[Recorded information — start]

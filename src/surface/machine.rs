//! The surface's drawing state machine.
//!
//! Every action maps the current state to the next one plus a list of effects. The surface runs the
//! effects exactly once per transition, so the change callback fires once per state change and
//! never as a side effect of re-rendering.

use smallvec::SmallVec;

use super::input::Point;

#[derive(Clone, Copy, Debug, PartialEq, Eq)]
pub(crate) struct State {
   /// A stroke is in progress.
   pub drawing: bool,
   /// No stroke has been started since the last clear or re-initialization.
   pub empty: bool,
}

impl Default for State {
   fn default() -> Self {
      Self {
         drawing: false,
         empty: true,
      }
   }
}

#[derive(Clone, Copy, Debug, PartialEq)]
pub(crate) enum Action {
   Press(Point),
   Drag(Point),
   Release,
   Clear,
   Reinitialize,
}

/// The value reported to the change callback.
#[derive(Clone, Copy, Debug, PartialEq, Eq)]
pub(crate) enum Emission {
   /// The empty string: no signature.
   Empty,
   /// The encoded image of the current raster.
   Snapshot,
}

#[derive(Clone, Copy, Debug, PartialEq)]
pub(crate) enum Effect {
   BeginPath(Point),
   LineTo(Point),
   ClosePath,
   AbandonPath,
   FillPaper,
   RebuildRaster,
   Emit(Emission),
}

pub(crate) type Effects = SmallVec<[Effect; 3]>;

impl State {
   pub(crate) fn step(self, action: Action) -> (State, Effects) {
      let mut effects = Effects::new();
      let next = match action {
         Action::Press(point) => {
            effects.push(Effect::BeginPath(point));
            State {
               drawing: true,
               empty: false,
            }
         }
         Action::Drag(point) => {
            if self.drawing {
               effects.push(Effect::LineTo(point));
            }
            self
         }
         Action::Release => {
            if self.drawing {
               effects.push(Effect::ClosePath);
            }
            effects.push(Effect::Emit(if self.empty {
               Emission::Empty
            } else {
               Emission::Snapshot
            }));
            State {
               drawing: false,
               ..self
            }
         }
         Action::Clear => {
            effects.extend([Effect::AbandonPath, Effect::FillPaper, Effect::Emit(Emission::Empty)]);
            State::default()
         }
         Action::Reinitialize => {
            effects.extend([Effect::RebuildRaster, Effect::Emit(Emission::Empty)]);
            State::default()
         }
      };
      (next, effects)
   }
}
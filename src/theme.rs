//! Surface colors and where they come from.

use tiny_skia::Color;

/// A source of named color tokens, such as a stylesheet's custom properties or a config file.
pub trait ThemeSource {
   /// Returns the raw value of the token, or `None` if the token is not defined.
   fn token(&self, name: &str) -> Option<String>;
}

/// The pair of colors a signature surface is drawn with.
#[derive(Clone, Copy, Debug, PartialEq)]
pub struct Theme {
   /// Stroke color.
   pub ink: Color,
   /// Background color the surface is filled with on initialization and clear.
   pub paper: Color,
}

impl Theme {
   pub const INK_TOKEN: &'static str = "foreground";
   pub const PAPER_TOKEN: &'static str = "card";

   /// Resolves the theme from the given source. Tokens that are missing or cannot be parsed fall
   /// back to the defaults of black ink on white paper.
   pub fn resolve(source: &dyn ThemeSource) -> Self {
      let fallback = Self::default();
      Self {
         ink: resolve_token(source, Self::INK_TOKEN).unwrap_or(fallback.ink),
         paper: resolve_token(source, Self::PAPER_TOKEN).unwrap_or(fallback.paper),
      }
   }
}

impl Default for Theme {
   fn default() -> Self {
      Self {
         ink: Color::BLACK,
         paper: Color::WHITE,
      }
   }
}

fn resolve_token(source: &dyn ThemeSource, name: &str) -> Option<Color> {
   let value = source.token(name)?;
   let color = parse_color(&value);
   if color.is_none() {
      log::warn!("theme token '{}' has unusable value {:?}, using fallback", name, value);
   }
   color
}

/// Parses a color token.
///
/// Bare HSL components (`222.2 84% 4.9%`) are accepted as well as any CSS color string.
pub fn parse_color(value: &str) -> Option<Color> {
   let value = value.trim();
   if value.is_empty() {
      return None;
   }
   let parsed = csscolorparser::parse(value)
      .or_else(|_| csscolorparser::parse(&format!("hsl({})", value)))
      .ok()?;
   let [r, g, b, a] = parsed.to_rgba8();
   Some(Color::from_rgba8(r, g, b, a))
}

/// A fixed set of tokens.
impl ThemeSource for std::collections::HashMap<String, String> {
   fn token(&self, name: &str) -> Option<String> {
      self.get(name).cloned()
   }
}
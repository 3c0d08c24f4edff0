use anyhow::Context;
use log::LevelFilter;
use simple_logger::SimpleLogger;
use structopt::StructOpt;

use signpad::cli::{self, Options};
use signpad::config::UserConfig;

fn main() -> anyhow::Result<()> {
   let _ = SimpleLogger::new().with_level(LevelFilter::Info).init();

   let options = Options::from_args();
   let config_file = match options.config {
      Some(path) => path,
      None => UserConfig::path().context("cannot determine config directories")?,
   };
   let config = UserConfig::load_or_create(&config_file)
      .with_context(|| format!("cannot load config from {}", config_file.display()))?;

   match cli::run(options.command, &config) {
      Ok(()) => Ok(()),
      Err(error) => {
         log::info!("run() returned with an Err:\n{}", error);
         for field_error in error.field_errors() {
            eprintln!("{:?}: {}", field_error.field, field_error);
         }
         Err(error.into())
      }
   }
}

[Recorded information — finish]
[Recorded information — start]

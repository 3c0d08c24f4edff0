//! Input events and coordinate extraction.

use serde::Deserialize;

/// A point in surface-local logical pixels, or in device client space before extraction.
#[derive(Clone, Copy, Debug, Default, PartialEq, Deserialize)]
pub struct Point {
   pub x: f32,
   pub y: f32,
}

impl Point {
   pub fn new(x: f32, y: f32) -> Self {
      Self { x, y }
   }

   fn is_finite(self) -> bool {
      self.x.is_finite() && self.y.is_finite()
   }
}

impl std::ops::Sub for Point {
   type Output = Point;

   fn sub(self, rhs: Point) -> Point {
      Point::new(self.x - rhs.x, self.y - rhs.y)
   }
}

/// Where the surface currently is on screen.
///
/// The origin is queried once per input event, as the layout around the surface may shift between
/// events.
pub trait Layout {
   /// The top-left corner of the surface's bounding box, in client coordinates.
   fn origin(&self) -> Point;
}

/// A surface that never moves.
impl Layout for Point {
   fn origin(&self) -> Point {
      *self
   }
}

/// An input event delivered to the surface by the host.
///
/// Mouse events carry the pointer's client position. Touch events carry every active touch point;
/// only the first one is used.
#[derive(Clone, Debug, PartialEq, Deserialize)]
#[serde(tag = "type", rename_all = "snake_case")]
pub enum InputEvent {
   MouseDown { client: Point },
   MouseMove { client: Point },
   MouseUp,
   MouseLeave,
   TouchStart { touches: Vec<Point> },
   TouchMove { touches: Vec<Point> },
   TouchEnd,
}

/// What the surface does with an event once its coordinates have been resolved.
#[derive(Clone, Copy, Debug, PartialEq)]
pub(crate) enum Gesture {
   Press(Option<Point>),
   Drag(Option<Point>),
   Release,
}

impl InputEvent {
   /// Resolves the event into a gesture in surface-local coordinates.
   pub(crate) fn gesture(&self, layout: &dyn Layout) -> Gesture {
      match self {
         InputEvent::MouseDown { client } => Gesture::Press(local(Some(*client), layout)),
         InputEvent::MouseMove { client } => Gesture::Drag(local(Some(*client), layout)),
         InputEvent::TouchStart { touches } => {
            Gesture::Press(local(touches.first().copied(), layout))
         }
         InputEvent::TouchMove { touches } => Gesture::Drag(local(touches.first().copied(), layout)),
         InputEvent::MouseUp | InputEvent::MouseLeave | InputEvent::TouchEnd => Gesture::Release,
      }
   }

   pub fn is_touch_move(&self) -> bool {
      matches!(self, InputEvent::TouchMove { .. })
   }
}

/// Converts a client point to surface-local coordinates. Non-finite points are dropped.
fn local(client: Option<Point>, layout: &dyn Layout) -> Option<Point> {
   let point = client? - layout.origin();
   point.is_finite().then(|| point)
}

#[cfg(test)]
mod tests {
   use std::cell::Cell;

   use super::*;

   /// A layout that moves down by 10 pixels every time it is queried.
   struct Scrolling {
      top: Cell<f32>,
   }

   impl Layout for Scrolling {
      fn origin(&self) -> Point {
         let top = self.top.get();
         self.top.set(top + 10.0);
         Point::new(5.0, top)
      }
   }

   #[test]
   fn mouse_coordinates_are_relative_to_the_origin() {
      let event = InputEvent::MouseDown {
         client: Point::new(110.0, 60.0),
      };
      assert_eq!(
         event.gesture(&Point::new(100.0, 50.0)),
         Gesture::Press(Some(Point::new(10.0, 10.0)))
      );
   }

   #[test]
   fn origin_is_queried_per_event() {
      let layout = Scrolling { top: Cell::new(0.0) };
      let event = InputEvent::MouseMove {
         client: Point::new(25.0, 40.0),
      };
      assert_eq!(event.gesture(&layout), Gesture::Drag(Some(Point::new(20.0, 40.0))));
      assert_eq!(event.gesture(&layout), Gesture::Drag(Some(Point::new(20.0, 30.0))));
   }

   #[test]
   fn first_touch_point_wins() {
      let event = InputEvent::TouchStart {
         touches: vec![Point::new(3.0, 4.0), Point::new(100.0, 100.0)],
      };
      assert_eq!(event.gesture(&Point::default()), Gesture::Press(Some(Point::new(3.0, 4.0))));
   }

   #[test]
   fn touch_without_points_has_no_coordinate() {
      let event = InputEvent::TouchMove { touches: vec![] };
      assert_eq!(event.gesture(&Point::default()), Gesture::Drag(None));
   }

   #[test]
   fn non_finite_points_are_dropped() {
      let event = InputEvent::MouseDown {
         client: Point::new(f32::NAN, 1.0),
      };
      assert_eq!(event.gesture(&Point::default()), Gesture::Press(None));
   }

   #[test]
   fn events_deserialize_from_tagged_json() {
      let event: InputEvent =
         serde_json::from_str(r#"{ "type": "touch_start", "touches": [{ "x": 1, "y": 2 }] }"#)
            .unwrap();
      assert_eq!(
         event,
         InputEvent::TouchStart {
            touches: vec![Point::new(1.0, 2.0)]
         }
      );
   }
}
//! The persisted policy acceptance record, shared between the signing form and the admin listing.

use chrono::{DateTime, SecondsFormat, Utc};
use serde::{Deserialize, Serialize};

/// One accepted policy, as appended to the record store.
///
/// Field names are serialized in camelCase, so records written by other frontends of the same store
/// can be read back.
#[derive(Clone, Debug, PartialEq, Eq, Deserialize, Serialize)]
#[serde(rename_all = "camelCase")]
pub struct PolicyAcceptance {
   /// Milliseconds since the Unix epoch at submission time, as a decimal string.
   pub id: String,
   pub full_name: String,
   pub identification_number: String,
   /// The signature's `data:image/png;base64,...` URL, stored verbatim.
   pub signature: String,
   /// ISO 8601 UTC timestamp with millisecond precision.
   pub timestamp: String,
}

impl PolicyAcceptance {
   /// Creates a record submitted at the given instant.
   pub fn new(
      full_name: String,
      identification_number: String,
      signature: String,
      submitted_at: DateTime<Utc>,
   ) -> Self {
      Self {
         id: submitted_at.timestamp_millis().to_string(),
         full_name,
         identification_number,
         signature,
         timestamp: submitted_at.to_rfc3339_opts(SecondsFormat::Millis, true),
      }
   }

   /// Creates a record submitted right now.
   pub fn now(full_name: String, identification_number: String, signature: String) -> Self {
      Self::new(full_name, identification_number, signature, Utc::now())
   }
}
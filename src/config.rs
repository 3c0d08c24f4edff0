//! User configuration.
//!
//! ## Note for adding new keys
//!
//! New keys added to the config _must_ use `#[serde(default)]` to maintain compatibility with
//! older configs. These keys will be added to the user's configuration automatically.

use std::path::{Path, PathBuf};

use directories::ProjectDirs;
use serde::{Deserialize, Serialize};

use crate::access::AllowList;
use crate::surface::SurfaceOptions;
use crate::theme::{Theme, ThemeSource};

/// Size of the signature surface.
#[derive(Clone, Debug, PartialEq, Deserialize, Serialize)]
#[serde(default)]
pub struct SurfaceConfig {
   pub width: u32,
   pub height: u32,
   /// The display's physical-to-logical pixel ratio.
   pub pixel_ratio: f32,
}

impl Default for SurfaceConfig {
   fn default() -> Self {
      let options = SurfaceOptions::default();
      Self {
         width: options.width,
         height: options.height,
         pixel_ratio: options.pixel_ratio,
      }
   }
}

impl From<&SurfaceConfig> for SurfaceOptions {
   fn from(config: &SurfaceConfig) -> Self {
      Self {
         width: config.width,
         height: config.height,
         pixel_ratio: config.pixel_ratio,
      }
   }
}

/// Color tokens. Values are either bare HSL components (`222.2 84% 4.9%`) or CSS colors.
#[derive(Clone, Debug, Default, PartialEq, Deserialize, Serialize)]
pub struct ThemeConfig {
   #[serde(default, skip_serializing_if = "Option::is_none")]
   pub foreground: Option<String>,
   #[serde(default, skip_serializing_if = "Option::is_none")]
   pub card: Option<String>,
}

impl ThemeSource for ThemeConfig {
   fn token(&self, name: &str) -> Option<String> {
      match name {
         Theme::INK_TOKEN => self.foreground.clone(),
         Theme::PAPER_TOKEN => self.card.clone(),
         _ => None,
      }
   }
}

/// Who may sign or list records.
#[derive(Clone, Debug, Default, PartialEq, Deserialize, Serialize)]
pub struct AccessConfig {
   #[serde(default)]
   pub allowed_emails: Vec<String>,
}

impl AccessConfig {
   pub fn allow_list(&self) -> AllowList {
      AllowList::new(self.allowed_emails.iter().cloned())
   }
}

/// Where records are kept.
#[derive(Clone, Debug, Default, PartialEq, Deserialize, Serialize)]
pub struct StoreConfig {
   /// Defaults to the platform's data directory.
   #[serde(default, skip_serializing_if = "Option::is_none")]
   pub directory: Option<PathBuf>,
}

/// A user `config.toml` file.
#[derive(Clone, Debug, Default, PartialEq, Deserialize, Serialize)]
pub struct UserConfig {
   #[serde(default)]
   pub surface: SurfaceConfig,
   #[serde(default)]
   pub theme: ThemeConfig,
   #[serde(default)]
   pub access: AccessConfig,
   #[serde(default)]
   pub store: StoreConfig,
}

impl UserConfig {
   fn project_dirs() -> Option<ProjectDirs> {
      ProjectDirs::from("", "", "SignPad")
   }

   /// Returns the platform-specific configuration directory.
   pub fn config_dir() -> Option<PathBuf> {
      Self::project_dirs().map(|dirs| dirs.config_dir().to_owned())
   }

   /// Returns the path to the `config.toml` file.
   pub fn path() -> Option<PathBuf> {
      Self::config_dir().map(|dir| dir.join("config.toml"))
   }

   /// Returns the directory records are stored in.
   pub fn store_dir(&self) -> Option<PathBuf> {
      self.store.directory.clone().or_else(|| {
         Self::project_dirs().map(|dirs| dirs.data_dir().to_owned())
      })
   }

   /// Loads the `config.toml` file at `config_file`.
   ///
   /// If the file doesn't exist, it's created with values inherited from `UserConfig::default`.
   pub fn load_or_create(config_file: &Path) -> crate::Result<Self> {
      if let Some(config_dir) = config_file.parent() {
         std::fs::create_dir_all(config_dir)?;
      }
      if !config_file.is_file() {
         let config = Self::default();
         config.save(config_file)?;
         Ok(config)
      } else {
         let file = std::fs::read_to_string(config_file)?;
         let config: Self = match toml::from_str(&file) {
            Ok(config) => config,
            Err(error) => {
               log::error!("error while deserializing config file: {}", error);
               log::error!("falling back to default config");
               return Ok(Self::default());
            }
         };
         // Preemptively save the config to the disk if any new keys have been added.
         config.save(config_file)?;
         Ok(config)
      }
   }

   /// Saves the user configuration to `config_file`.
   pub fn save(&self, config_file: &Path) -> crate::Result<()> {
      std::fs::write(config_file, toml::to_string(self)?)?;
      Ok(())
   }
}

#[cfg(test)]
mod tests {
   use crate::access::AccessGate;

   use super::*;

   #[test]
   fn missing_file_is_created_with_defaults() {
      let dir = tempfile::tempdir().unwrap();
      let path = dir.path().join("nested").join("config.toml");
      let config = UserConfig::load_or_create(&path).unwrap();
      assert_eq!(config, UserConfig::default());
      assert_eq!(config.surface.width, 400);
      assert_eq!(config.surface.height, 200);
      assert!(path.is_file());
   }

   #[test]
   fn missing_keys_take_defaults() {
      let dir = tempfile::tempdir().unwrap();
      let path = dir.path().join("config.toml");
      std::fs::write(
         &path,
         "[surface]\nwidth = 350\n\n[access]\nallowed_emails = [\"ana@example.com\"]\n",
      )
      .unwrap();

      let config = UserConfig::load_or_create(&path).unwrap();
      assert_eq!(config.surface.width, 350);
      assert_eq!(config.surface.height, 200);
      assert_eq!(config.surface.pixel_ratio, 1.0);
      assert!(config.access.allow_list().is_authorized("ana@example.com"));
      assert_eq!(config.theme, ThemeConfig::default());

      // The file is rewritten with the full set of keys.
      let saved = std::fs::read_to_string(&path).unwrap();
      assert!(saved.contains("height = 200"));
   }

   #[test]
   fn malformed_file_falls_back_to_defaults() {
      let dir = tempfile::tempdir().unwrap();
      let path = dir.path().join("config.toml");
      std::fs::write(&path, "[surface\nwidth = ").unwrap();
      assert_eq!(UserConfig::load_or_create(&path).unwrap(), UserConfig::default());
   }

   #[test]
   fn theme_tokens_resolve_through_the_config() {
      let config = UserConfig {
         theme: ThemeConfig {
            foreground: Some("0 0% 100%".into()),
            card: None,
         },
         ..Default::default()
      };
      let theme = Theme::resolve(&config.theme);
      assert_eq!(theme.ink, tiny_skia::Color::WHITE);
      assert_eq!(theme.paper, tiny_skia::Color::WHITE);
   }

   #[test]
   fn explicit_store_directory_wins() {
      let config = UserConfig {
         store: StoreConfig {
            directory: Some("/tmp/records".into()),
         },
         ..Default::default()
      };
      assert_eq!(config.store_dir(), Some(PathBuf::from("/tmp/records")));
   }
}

[Recorded information — finish]

◆ **Your instructions**: Determine the number of lines in the data that include the string "camelCase". Only that number belongs in the answer.

◆ **Your solution**: 2